Take every line containing "crates" from the material and copy it.

-- Exercise data follows --

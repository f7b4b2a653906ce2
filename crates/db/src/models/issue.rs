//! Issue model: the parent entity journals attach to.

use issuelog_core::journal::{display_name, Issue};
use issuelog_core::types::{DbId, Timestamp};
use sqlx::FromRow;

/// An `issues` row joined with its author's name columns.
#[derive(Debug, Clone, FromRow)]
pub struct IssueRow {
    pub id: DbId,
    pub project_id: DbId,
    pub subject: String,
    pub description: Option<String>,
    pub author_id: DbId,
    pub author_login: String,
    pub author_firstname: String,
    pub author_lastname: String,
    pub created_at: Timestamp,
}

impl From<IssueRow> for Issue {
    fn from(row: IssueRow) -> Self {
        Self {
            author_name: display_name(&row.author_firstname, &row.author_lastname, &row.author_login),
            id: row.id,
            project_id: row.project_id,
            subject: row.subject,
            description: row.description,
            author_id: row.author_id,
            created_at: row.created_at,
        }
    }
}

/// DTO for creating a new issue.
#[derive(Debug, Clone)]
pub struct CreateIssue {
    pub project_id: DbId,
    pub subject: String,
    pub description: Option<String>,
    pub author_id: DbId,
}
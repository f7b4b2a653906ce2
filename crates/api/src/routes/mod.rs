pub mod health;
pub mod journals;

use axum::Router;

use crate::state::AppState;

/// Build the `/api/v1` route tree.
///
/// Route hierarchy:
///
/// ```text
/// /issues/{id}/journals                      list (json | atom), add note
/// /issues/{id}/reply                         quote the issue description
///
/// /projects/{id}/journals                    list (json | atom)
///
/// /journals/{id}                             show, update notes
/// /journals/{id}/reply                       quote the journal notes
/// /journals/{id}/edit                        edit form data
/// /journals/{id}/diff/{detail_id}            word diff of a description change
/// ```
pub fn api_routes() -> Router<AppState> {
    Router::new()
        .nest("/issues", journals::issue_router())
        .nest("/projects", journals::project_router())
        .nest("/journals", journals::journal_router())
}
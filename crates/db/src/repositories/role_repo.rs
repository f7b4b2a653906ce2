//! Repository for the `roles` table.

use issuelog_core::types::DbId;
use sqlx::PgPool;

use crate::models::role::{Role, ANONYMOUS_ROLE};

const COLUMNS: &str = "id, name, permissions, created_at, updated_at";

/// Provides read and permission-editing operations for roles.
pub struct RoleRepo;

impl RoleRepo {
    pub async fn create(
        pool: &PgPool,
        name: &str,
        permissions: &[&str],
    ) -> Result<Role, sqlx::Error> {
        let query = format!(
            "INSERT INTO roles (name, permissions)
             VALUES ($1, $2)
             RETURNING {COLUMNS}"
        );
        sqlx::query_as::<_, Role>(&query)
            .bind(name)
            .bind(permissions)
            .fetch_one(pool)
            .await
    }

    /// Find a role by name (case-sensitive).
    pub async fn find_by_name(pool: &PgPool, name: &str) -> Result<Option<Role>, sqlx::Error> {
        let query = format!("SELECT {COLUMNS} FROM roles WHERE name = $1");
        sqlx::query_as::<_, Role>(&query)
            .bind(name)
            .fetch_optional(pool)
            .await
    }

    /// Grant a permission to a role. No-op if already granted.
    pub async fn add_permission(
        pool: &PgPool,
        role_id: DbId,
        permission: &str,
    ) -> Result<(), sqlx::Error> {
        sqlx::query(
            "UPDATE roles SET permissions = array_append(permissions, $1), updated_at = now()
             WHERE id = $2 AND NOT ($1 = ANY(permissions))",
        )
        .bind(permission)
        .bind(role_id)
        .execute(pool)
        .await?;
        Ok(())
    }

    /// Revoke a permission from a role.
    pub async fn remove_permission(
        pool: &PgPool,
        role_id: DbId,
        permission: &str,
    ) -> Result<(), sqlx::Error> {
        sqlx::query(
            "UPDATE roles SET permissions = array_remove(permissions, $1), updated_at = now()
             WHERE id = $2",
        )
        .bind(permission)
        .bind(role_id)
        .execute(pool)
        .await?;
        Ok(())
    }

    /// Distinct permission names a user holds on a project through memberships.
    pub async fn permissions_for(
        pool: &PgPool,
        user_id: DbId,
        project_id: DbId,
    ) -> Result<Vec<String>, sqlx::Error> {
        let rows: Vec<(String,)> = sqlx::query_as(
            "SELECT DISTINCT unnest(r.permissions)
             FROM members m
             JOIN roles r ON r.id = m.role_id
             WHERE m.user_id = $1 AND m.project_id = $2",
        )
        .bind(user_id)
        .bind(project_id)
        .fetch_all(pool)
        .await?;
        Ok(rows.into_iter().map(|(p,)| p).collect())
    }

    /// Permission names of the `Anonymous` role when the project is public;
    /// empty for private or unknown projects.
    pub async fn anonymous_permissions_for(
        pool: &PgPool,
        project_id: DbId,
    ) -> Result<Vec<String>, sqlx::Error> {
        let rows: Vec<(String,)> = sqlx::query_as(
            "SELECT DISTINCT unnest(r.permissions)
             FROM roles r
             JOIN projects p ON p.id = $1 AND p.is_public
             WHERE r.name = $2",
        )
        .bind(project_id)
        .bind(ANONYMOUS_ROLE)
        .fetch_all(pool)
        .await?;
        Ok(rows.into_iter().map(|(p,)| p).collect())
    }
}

-- Exercise data concluded --

_Solution for this exercise_
filename crates/db/src/models/issue.rs
filename crates/api/src/routes/mod.rs
filename crates/db/src/repositories/role_repo.rs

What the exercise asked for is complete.